History? While my high school taught little more than Texas-bragging stuff, W&L opened my eyes to the bigger world. I was fascinated by early Asian history, among other things.

In the following three years, my journalism training kept me hopping. But W&L’s distribution rules also pushed me to take courses like comparative religions. And my new-found fascination with physics led to courses in astronomy and meteorology before I graduated in 1955.
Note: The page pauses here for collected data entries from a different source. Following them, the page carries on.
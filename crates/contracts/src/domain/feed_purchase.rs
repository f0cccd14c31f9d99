//! Feed purchase ledger entries.
//!
//! Feed rows are double-entry style: a purchase books a debit, a payment books
//! a credit, and the server maintains `running_balance` across the ledger.

use chrono::{DateTime, NaiveDate, Utc};
use serde::{Deserialize, Serialize};

use super::common::{Farm, Patch, ResourceRecord};

#[derive(Debug, Clone, PartialEq, Serialize, Deserialize)]
#[serde(rename_all = "camelCase")]
pub struct FeedPurchase {
    pub id: i64,
    pub date: NaiveDate,
    #[serde(default)]
    pub month: Option<String>,
    /// "IN" for purchases, "OUT" for payments.
    pub voucher_type: String,
    pub feed_type: String,
    pub farm: Farm,
    pub bags: f64,
    #[serde(default)]
    pub description: Option<String>,
    #[serde(default)]
    pub debit: Option<f64>,
    #[serde(default)]
    pub credit: Option<f64>,
    pub running_balance: f64,
    pub reconciled: bool,
    pub posted_to_statement: bool,
    pub created_at: DateTime<Utc>,
    pub updated_at: DateTime<Utc>,
}

impl ResourceRecord for FeedPurchase {
    fn id(&self) -> i64 {
        self.id
    }
}

#[derive(Debug, Clone, PartialEq, Serialize, Deserialize)]
#[serde(rename_all = "camelCase")]
pub struct CreateFeedPurchase {
    pub date: NaiveDate,
    pub month: String,
    pub voucher_type: String,
    pub feed_type: String,
    pub farm: Farm,
    pub bags: f64,
    #[serde(skip_serializing_if = "Option::is_none")]
    pub description: Option<String>,
    #[serde(skip_serializing_if = "Option::is_none")]
    pub debit: Option<f64>,
    #[serde(skip_serializing_if = "Option::is_none")]
    pub credit: Option<f64>,
    pub reconciled: bool,
}

#[derive(Debug, Clone, Default, PartialEq, Serialize, Deserialize)]
#[serde(rename_all = "camelCase")]
pub struct UpdateFeedPurchase {
    #[serde(skip_serializing_if = "Option::is_none")]
    pub date: Option<NaiveDate>,
    #[serde(skip_serializing_if = "Option::is_none")]
    pub voucher_type: Option<String>,
    #[serde(skip_serializing_if = "Option::is_none")]
    pub feed_type: Option<String>,
    #[serde(skip_serializing_if = "Option::is_none")]
    pub farm: Option<Farm>,
    #[serde(skip_serializing_if = "Option::is_none")]
    pub bags: Option<f64>,
    #[serde(skip_serializing_if = "Option::is_none")]
    pub description: Option<String>,
    #[serde(skip_serializing_if = "Option::is_none")]
    pub debit: Option<f64>,
    #[serde(skip_serializing_if = "Option::is_none")]
    pub credit: Option<f64>,
    #[serde(skip_serializing_if = "Option::is_none")]
    pub reconciled: Option<bool>,
}

impl Patch<FeedPurchase> for UpdateFeedPurchase {
    fn apply_to(&self, record: &mut FeedPurchase) {
        if let Some(v) = self.date {
            record.date = v;
        }
        if let Some(v) = &self.voucher_type {
            record.voucher_type = v.clone();
        }
        if let Some(v) = &self.feed_type {
            record.feed_type = v.clone();
        }
        if let Some(v) = self.farm {
            record.farm = v;
        }
        if let Some(v) = self.bags {
            record.bags = v;
        }
        if let Some(v) = &self.description {
            record.description = Some(v.clone());
        }
        if let Some(v) = self.debit {
            record.debit = Some(v);
        }
        if let Some(v) = self.credit {
            record.credit = Some(v);
        }
        if let Some(v) = self.reconciled {
            record.reconciled = v;
        }
    }
}

#[derive(Debug, Clone, PartialEq, Serialize, Deserialize)]
#[serde(rename_all = "camelCase")]
pub struct FeedSummary {
    pub total_debit: f64,
    pub total_credit: f64,
    pub total_bags: f64,
    pub current_balance: f64,
}

#[cfg(test)]
mod tests {
    use super::*;

    #[test]
    fn record_parses_with_null_credit() {
        let json = r#"{
            "id": 3,
            "date": "2024-04-02",
            "month": null,
            "voucherType": "IN",
            "feedType": "LAYER_MASH",
            "farm": "COMBINED",
            "bags": 40,
            "description": "April delivery",
            "debit": 180000,
            "credit": null,
            "runningBalance": -180000,
            "reconciled": false,
            "postedToStatement": false,
            "createdAt": "2024-04-02T06:00:00Z",
            "updatedAt": "2024-04-02T06:00:00Z"
        }"#;
        let r: FeedPurchase = serde_json::from_str(json).unwrap();
        assert_eq!(r.farm, Farm::Combined);
        assert_eq!(r.debit, Some(180000.0));
        assert_eq!(r.credit, None);
        assert!(r.month.is_none());
    }

    #[test]
    fn summary_parses() {
        let s: FeedSummary = serde_json::from_str(
            r#"{"totalDebit":500000,"totalCredit":420000,"totalBags":120,"currentBalance":-80000}"#,
        )
        .unwrap();
        assert_eq!(s.total_bags, 120.0);
        assert_eq!(s.current_balance, -80000.0);
    }
}
use contracts::domain::common::Farm;
use contracts::domain::egg_sale::{CreateEggSale, EggSale, UpdateEggSale};
use leptos::prelude::*;

use super::form::EggSaleForm;
use crate::domain::egg_sale::api::EggSaleClient;
use crate::shared::components::filter_bar::FilterBar;
use crate::shared::components::pagination_controls::PaginationControls;
use crate::shared::components::stat_card::{format_amount, format_count, StatCard};
use crate::shared::date_utils::format_date;
use crate::shared::resource::{ListFilter, ResourceListHandle};

const PAGE_SIZE: u32 = 10;

#[component]
pub fn EggSalesScreen() -> impl IntoView {
    let list = ResourceListHandle::new(EggSaleClient::from_context(), PAGE_SIZE);
    list.load();
    let state = list.state;

    let (farm, set_farm) = signal(Option::<Farm>::None);
    let (start_date, set_start_date) = signal(String::new());
    let (end_date, set_end_date) = signal(String::new());
    let (show_form, set_show_form) = signal(false);
    let (editing, set_editing) = signal(Option::<EggSale>::None);

    let refilter = {
        let list = list.clone();
        move || {
            list.set_filter(ListFilter {
                farm: farm.get_untracked(),
                start_date: start_date.get_untracked(),
                end_date: end_date.get_untracked(),
            });
        }
    };
    let on_farm = Callback::new({
        let refilter = refilter.clone();
        move |value| {
            set_farm.set(value);
            refilter();
        }
    });
    let on_start_date = Callback::new({
        let refilter = refilter.clone();
        move |value| {
            set_start_date.set(value);
            refilter();
        }
    });
    let on_end_date = Callback::new({
        let refilter = refilter.clone();
        move |value| {
            set_end_date.set(value);
            refilter();
        }
    });

    let on_prev = Callback::new({
        let list = list.clone();
        move |_| list.prev_page()
    });
    let on_next = Callback::new({
        let list = list.clone();
        move |_| list.next_page()
    });

    let on_submit = Callback::new({
        let list = list.clone();
        move |body: CreateEggSale| {
            match editing.get_untracked() {
                Some(record) => {
                    let patch = UpdateEggSale {
                        sale_date: Some(body.sale_date),
                        challan_number: body.challan_number,
                        farm: Some(body.farm),
                        eggs_sold: Some(body.eggs_sold),
                        price_per_egg: Some(body.price_per_egg),
                        total_amount: Some(body.total_amount),
                        amount_received: Some(body.amount_received),
                        payment_due: Some(body.payment_due),
                        sale_type: body.sale_type,
                        description: (!body.description.is_empty()).then_some(body.description),
                    };
                    list.update(record.id, patch);
                }
                None => list.create(body),
            }
            set_show_form.set(false);
            set_editing.set(None);
        }
    });
    let on_cancel = Callback::new(move |_| {
        set_show_form.set(false);
        set_editing.set(None);
    });
    let on_delete = Callback::new({
        let list = list.clone();
        move |id: i64| {
            let confirmed = web_sys::window()
                .map(|w| w.confirm_with_message("Delete this sale?").unwrap_or(false))
                .unwrap_or(false);
            if confirmed {
                list.remove(id);
            }
        }
    });

    let eggs_sold = Signal::derive(move || {
        state.with(|s| s.summary.as_ref().map(|sum| format_count(sum.total_eggs_sold)))
    });
    let revenue = Signal::derive(move || {
        state.with(|s| s.summary.as_ref().map(|sum| format_amount(sum.total_revenue)))
    });
    let received = Signal::derive(move || {
        state.with(|s| s.summary.as_ref().map(|sum| format_amount(sum.total_received)))
    });
    let due = Signal::derive(move || {
        state.with(|s| s.summary.as_ref().map(|sum| format_amount(sum.total_due)))
    });
    let busy = Signal::derive(move || state.with(|s| s.is_mutating()));

    view! {
        <div class="page">
            <div class="header">
                <div class="header__content">
                    <h1 class="header__title">"Egg Sales"</h1>
                </div>
                <div class="header__actions">
                    <button
                        class="button button--primary"
                        on:click=move |_| {
                            set_editing.set(None);
                            set_show_form.set(true);
                        }
                    >
                        "New Sale"
                    </button>
                </div>
            </div>

            <div class="stat-row">
                <StatCard label="Eggs Sold" value=eggs_sold />
                <StatCard label="Revenue" value=revenue />
                <StatCard label="Received" value=received />
                <StatCard label="Payment Due" value=due />
            </div>

            {move || state.with(|s| s.summary.clone()).map(|sum| view! {
                <div class="summary-breakdown">
                    {sum.by_farm.into_iter().map(|f| {
                        let line = format!(
                            "{}: {} eggs, {} due",
                            f.farm,
                            format_count(f.sum.eggs_sold.unwrap_or(0)),
                            format_amount(f.sum.payment_due.unwrap_or(0.0)),
                        );
                        view! { <span class="summary-breakdown__item">{line}</span> }
                    }).collect_view()}
                </div>
            })}

            <FilterBar
                farms=Farm::SINGLE.to_vec()
                farm=farm
                start_date=start_date
                end_date=end_date
                disabled=Signal::derive(move || state.with(|s| s.is_loading() || s.summary_loading))
                on_farm=on_farm
                on_start_date=on_start_date
                on_end_date=on_end_date
            />

            {move || state.with(|s| s.list_error.clone()).map(|e| view! {
                <div class="warning-box">
                    <span class="warning-box__text">{e}</span>
                </div>
            })}
            {move || state.with(|s| s.mutation_error.clone()).map(|e| view! {
                <div class="warning-box">
                    <span class="warning-box__text">{e}</span>
                </div>
            })}
            {move || state.with(|s| s.summary_error.clone()).map(|e| view! {
                <div class="warning-box warning-box--muted">
                    <span class="warning-box__text">{format!("Summary unavailable: {e}")}</span>
                </div>
            })}

            <Show when=move || show_form.get()>
                {move || {
                    view! {
                        <EggSaleForm
                            initial=editing.get()
                            busy=busy
                            on_submit=on_submit
                            on_cancel=on_cancel
                        />
                    }
                }}
            </Show>

            <div class="table">
                <table class="table__data table--striped">
                    <thead class="table__head">
                        <tr>
                            <th class="table__header-cell">"Date"</th>
                            <th class="table__header-cell">"Challan"</th>
                            <th class="table__header-cell">"Farm"</th>
                            <th class="table__header-cell table__header-cell--number">"Eggs"</th>
                            <th class="table__header-cell table__header-cell--number">"Price"</th>
                            <th class="table__header-cell table__header-cell--number">"Total"</th>
                            <th class="table__header-cell table__header-cell--number">"Received"</th>
                            <th class="table__header-cell table__header-cell--number">"Due"</th>
                            <th class="table__header-cell">"Type"</th>
                            <th class="table__header-cell">"Actions"</th>
                        </tr>
                    </thead>
                    <tbody>
                        {move || state.with(|s| s.items.to_vec()).into_iter().map(|row| {
                            let id = row.id;
                            let date = format_date(&row.sale_date.to_string());
                            let challan = row.challan_number.clone().unwrap_or_default();
                            let farm_name = row.farm.as_str();
                            let eggs = format_count(row.eggs_sold);
                            let price = format!("{:.2}", row.price_per_egg);
                            let total = format_amount(row.total_amount);
                            let received = format_amount(row.amount_received);
                            let due = format_amount(row.payment_due);
                            let sale_type = row.sale_type.clone();
                            view! {
                                <tr class="table__row">
                                    <td class="table__cell">{date}</td>
                                    <td class="table__cell">{challan}</td>
                                    <td class="table__cell">{farm_name}</td>
                                    <td class="table__cell table__cell--number">{eggs}</td>
                                    <td class="table__cell table__cell--number">{price}</td>
                                    <td class="table__cell table__cell--number">{total}</td>
                                    <td class="table__cell table__cell--number">{received}</td>
                                    <td class="table__cell table__cell--number">{due}</td>
                                    <td class="table__cell">{sale_type}</td>
                                    <td class="table__cell table__cell--actions">
                                        <button
                                            class="button button--small"
                                            on:click=move |_| {
                                                set_editing.set(Some(row.clone()));
                                                set_show_form.set(true);
                                            }
                                        >
                                            "Edit"
                                        </button>
                                        <button
                                            class="button button--small button--danger"
                                            on:click=move |_| on_delete.run(id)
                                        >
                                            "Delete"
                                        </button>
                                    </td>
                                </tr>
                            }
                        }).collect_view()}
                    </tbody>
                </table>
                <Show when=move || state.with(|s| s.items.is_empty() && !s.is_loading())>
                    <div class="table__empty">"No sales found"</div>
                </Show>
                <Show when=move || state.with(|s| s.is_loading())>
                    <div class="table__loading">"Loading..."</div>
                </Show>
            </div>

            <PaginationControls
                page=Signal::derive(move || state.with(|s| s.cursor.page))
                total_pages=Signal::derive(move || state.with(|s| s.cursor.total_pages))
                can_prev=Signal::derive(move || {
                    state.with(|s| s.cursor.can_go_back() && !s.is_loading())
                })
                can_next=Signal::derive(move || {
                    state.with(|s| s.cursor.can_advance() && !s.is_loading())
                })
                on_prev=on_prev
                on_next=on_next
            />
        </div>
    }
}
Two years later, while working at a small Texas newspaper, reporting on everything from cops to football, I heard the newsflash on my car radio: Russia had put the first artificial satellite, Sputnik, into orbit. “Boy,” I shouted with no one to hear me. “Would that be a great story to cover!”

That itch just wouldn’t go away. I kept learning as much as I could about science. And in 1966, the Minneapolis Tribune hired me as a science reporter, with a key aim to cover the Apollo program created to rocket astronauts to the moon.

Then came what I consider the biggest news of my lifetime: I was at Cape Canaveral, Fla., and then at NASA-Houston, to report on the Apollo 11 flight in 1969 that put the first human boot prints on the moon.

In the following years, I covered all sorts of space and other science stories for the Tribune and later the Star Tribune after the staffs of the morning and afternoon papers merged. My articles about the weather and astronomy were particularly big hits with readers.

I also covered many medical stories. Some took me into the operation room to witness transplants and other new types of surgery. Some dealt with medical research, where my numbers-savvy from W&L came in handy to sort out what really works.

I wrote about disease outbreaks and much more. And I probed the politics of medical costs, where my political science coursework at W&L came in handy.

The Star Tribune sent me to Cambodia and Thailand for a month to report on refugee medical-care problems and issues. My Asian history and comparative-religions learnings at W&L served me well.

I loved my career as a science writer. I became president of the National Association of Science Writers while continuing my Star Tribune reporting, which covered three decades before I retired.

It was an often hectic, but always personally rewarding journalism career. Thanks, W&L.